Note : Dans les cas avérés d’allergies à l’anesthésie locale, l’allergène en cause est le conservateur du vasoconstricteur. L’allergie à la molécule anesthésique est théoriquement possible, mais extrêmement rare.

Anesthésique local et état général

Chez la femme enceinte ou allaitante

  • L’anesthésique passe la barrière placentaire (risque pour le fœtus).
  • L’anesthésique passe également dans les glandes mammaires (éviter l’allaitement après une anesthésie).

Les anesthésiques locaux utilisés en médecine bucco-dentaire franchissent la barrière placentaire. Cependant, aucun cas de tératogénicité liée aux anesthésiques locaux n’a été montré à ce jour. En raison de sa forte liaison aux protéines plasmatiques, l’articaine n’existe que peu sous forme libre et diffuse donc peu à travers la barrière fœto-placentaire. Elle représente la molécule de choix pour l’anesthésie locale et loco-régionale chez la femme enceinte. L’articaine passe dans le lait maternel en très faible quantité et peut être utilisée pendant la période d’allaitement.

Chez la personne âgée

  • Aucune contre-indication particulière aux anesthésiques locaux chez la personne âgée, sauf en cas de pathologies spécifiques :
    • Pathologie hépatique : réduit la biotransformation de l’anesthésique, augmentant sa toxicité.
    • Insuffisance rénale : diminue l’excrétion de la molécule, entraînant son accumulation dans l’organisme.

En condition pathologique

Le praticien doit connaître la ou les pathologies générales de son patient. Le choix de l’anesthésique, comme l’articaine (souvent la moins toxique), et l’utilisation des vasoconstricteurs seront étudiés en fonction de la pathologie générale.

Interactions médicamenteuses

L’effet des anesthésiques locaux peut interférer avec celui d’autres médicaments :

  • Médicaments potentialisant l’effet des AL :
    • Analgésiques morphiniques (morphine, etc.).
    • Neuroleptiques.
    • Antidépresseurs (IMAO).
  • Substances diminuant l’effet des AL :
    • Forte sulfamidothérapie.
    • Éthylisme (alcoolisme).

Effets indésirables

Surdosage

  • Sur le système nerveux : apparition de signes en fonction du taux sanguin circulant, allant de la confusion et sensation de froid aux crises convulsives généralisées.
  • Sur le système cardiovasculaire : hypertension artérielle (HTA) et syncope (exceptionnelles).

Accidents allergiques

  • Peuvent être de gravité variable.
  • Accidents immédiats : choc anaphylactique, bronchospasme.
  • Les réactions allergiques sont retrouvées chez les personnes multi-exposées ou en cas d’utilisation des anesthésiques à fonction ester.
  • Ce sont les agents conservateurs ou colorants qui sont à l’origine de ces accidents.

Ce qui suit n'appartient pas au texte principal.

use serde::{Deserialize, Serialize};
use std::{fmt, str::FromStr};
use thiserror::Error;

/// How many moods a user may record on a single calendar day.
pub const DAILY_MOOD_LIMIT: usize = 3;

const MIN_OCTAVE: i32 = -1;
const MAX_OCTAVE: i32 = 9;

const NOTE_NAMES: [&str; 12] = ["C", "C#", "D", "D#", "E", "F", "F#", "G", "G#", "A", "A#", "B"];

#[derive(Debug, Clone, PartialEq, Eq, Error)]
pub enum PitchError {
    #[error("pitch is empty")]
    Empty,
    #[error("`{0}` does not start with a note letter A-G")]
    Letter(String),
    #[error("`{0}` has no valid octave number")]
    Octave(String),
    #[error("`{0}` is outside the MIDI range")]
    OutOfRange(String),
}

/// A musical pitch in scientific notation (`C4`, `F#3`, `Bb4`).
///
/// Stored as a MIDI note number; C4 is 60 and A4 (440 Hz) is 69.
#[derive(Debug, Clone, Copy, PartialEq, Eq, Hash, PartialOrd, Ord, Serialize, Deserialize)]
#[serde(try_from = "String", into = "String")]
pub struct Pitch {
    midi: u8,
}

impl Pitch {
    pub const fn from_midi(midi: u8) -> Self {
        Self { midi }
    }

    pub fn midi(&self) -> u8 {
        self.midi
    }

    pub fn frequency(&self) -> f64 {
        440.0 * 2f64.powf((f64::from(self.midi) - 69.0) / 12.0)
    }

    pub fn octave(&self) -> i8 {
        (self.midi / 12) as i8 - 1
    }
}

impl FromStr for Pitch {
    type Err = PitchError;

    fn from_str(raw: &str) -> Result<Self, Self::Err> {
        let value = raw.trim();
        let mut chars = value.chars();
        let letter = chars.next().ok_or(PitchError::Empty)?;
        let base: i32 = match letter.to_ascii_uppercase() {
            'C' => 0,
            'D' => 2,
            'E' => 4,
            'F' => 5,
            'G' => 7,
            'A' => 9,
            'B' => 11,
            _ => return Err(PitchError::Letter(value.to_string())),
        };

        let rest = chars.as_str();
        let (accidental, octave_text) = match rest.chars().next() {
            Some('#') => (1, &rest[1..]),
            Some('b') => (-1, &rest[1..]),
            _ => (0, rest),
        };
        let octave: i32 =
            octave_text.parse().map_err(|_| PitchError::Octave(value.to_string()))?;
        if !(MIN_OCTAVE..=MAX_OCTAVE).contains(&octave) {
            return Err(PitchError::OutOfRange(value.to_string()));
        }

        let midi = (octave + 1) * 12 + base + accidental;
        u8::try_from(midi)
            .ok()
            .filter(|midi| *midi <= 127)
            .map(Self::from_midi)
            .ok_or_else(|| PitchError::OutOfRange(value.to_string()))
    }
}

impl fmt::Display for Pitch {
    fn fmt(&self, f: &mut fmt::Formatter<'_>) -> fmt::Result {
        write!(f, "{}{}", NOTE_NAMES[usize::from(self.midi % 12)], self.octave())
    }
}

impl TryFrom<String> for Pitch {
    type Error = PitchError;

    fn try_from(value: String) -> Result<Self, Self::Error> {
        value.parse()
    }
}

impl From<Pitch> for String {
    fn from(pitch: Pitch) -> Self {
        pitch.to_string()
    }
}

#[derive(Debug, Clone, Copy, PartialEq, Eq, Hash, Serialize, Deserialize)]
#[serde(rename_all = "lowercase")]
pub enum Shape {
    Circle,
    Square,
    Triangle,
    Tear,
    Diamond,
    Hexagon,
    Cloud,
}

impl Shape {
    pub fn label(&self) -> &'static str {
        match self {
            Self::Circle => "circle",
            Self::Square => "square",
            Self::Triangle => "triangle",
            Self::Tear => "tear",
            Self::Diamond => "diamond",
            Self::Hexagon => "hexagon",
            Self::Cloud => "cloud",
        }
    }
}

#[derive(Debug, Clone, PartialEq, Eq, Error)]
#[error("unknown mood `{0}`")]
pub struct UnknownMood(pub String);

#[derive(Debug, Clone, Copy, PartialEq, Eq, Hash, Serialize, Deserialize)]
pub enum Mood {
    Happy,
    Calm,
    Energetic,
    Sad,
    Anxious,
    Focused,
    Tired,
}

pub const CATALOG: [Mood; 7] = [
    Mood::Happy,
    Mood::Calm,
    Mood::Energetic,
    Mood::Sad,
    Mood::Anxious,
    Mood::Focused,
    Mood::Tired,
];

impl Mood {
    pub fn name(&self) -> &'static str {
        match self {
            Self::Happy => "Happy",
            Self::Calm => "Calm",
            Self::Energetic => "Energetic",
            Self::Sad => "Sad",
            Self::Anxious => "Anxious",
            Self::Focused => "Focused",
            Self::Tired => "Tired",
        }
    }

    pub fn pitch(&self) -> Pitch {
        let midi = match self {
            Self::Happy => 60,     // C4
            Self::Calm => 64,      // E4
            Self::Energetic => 67, // G4
            Self::Sad => 57,       // A3
            Self::Anxious => 62,   // D4
            Self::Focused => 65,   // F4
            Self::Tired => 59,     // B3
        };
        Pitch::from_midi(midi)
    }

    pub fn color(&self) -> &'static str {
        match self {
            Self::Happy => "yellow",
            Self::Calm => "blue",
            Self::Energetic => "red",
            Self::Sad => "indigo",
            Self::Anxious => "purple",
            Self::Focused => "green",
            Self::Tired => "gray",
        }
    }

    pub fn shape(&self) -> Shape {
        match self {
            Self::Happy => Shape::Circle,
            Self::Calm => Shape::Square,
            Self::Energetic => Shape::Triangle,
            Self::Sad => Shape::Tear,
            Self::Anxious => Shape::Diamond,
            Self::Focused => Shape::Hexagon,
            Self::Tired => Shape::Cloud,
        }
    }

    pub fn from_pitch(pitch: Pitch) -> Option<Self> {
        CATALOG.into_iter().find(|mood| mood.pitch() == pitch)
    }
}

impl FromStr for Mood {
    type Err = UnknownMood;

    fn from_str(raw: &str) -> Result<Self, Self::Err> {
        let value = raw.trim();
        CATALOG
            .into_iter()
            .find(|mood| mood.name().eq_ignore_ascii_case(value))
            .ok_or_else(|| UnknownMood(value.to_string()))
    }
}

impl fmt::Display for Mood {
    fn fmt(&self, f: &mut fmt::Formatter<'_>) -> fmt::Result {
        f.write_str(self.name())
    }
}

Anesthésie et Anesthésiques – Pathologie Bucco-Dentaire

  La santé bucco-dentaire est essentielle pour le bien-être général, nécessitant une formation rigoureuse et continue des dentistes. Les étudiants en médecine dentaire doivent maîtriser l’anatomie dentaire et les techniques de diagnostic pour exceller. Les praticiens doivent adopter les nouvelles technologies, comme la radiographie numérique, pour améliorer la précision des soins. La prévention, via l’éducation à l’hygiène buccale, reste la pierre angulaire de la pratique dentaire moderne. Les étudiants doivent se familiariser avec la gestion des urgences dentaires, comme les abcès ou les fractures dentaires. La collaboration interdisciplinaire avec d’autres professionnels de santé optimise la prise en charge des patients complexes. La santé bucco-dentaire est essentielle pour le bien-être général, nécessitant une formation rigoureuse et continue des dentistes.